- EXERCISE AIM
Go through the lines below and copy each one that holds the string "input".

---------- DATASET EXCERPTS ----------

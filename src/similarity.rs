//! String similarity for fuzzy column and alias matching
//!
//! Similarity is normalized edit distance over case-folded, trimmed input:
//! `1 - levenshtein(a, b) / max(len(a), len(b))`, measured in chars.

/// Levenshtein edit distance between two strings (insert/delete/substitute = 1)
///
/// Uses the two-row formulation so memory is O(len(b)).
pub fn levenshtein_distance(a: &str, b: &str) -> usize {
    let a: Vec<char> = a.chars().collect();
    let b: Vec<char> = b.chars().collect();

    if a.is_empty() {
        return b.len();
    }
    if b.is_empty() {
        return a.len();
    }

    let mut prev: Vec<usize> = (0..=b.len()).collect();
    let mut curr = vec![0usize; b.len() + 1];

    for (i, &ca) in a.iter().enumerate() {
        curr[0] = i + 1;
        for (j, &cb) in b.iter().enumerate() {
            let cost = if ca == cb { 0 } else { 1 };
            curr[j + 1] = (prev[j + 1] + 1) // deletion
                .min(curr[j] + 1) // insertion
                .min(prev[j] + cost); // substitution
        }
        std::mem::swap(&mut prev, &mut curr);
    }

    prev[b.len()]
}

/// Similarity in [0, 1]; symmetric, 1.0 for identical input and for two empty strings
pub fn similarity(a: &str, b: &str) -> f64 {
    let a = a.trim().to_lowercase();
    let b = b.trim().to_lowercase();

    let max_len = a.chars().count().max(b.chars().count());
    if max_len == 0 {
        return 1.0;
    }

    1.0 - levenshtein_distance(&a, &b) as f64 / max_len as f64
}

#[cfg(test)]
mod tests {
    use super::*;
    use approx::assert_relative_eq;

    #[test]
    fn test_levenshtein_known_values() {
        assert_eq!(levenshtein_distance("kitten", "sitting"), 3);
        assert_eq!(levenshtein_distance("", "abc"), 3);
        assert_eq!(levenshtein_distance("abc", ""), 3);
        assert_eq!(levenshtein_distance("flaw", "lawn"), 2);
        assert_eq!(levenshtein_distance("same", "same"), 0);
    }

    #[test]
    fn test_similarity_identity_and_empty() {
        assert_eq!(similarity("Claim Date", "Claim Date"), 1.0);
        assert_eq!(similarity("", ""), 1.0);
        assert_eq!(similarity("   ", ""), 1.0);
        assert_eq!(similarity("abc", ""), 0.0);
    }

    #[test]
    fn test_similarity_case_and_whitespace_insensitive() {
        assert_eq!(similarity("  MEDICAL ", "medical"), 1.0);
    }

    #[test]
    fn test_similarity_symmetric() {
        let pairs = [("claimant_id", "Claimant"), ("Rx", "rx_amount"), ("paid", "amount")];
        for (a, b) in pairs {
            assert_relative_eq!(similarity(a, b), similarity(b, a));
        }
    }

    #[test]
    fn test_similarity_partial() {
        // "medical" vs "medical_amount": 7 edits over 14 chars
        assert_relative_eq!(similarity("Medical", "medical_amount"), 0.5);
        let s = similarity("Claim Dt", "claim date");
        assert!(s > 0.7 && s < 1.0);
    }

    #[test]
    fn test_similarity_counts_chars_not_bytes() {
        // é is two bytes but one char
        assert_relative_eq!(similarity("café", "cafe"), 0.75);
    }
}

----------

- OUTPUT FOR THIS EXERCISE
//! Similarity is normalized edit distance over case-folded, trimmed input:
/// Similarity in [0, 1]; symmetric, 1.0 for identical input and for two empty strings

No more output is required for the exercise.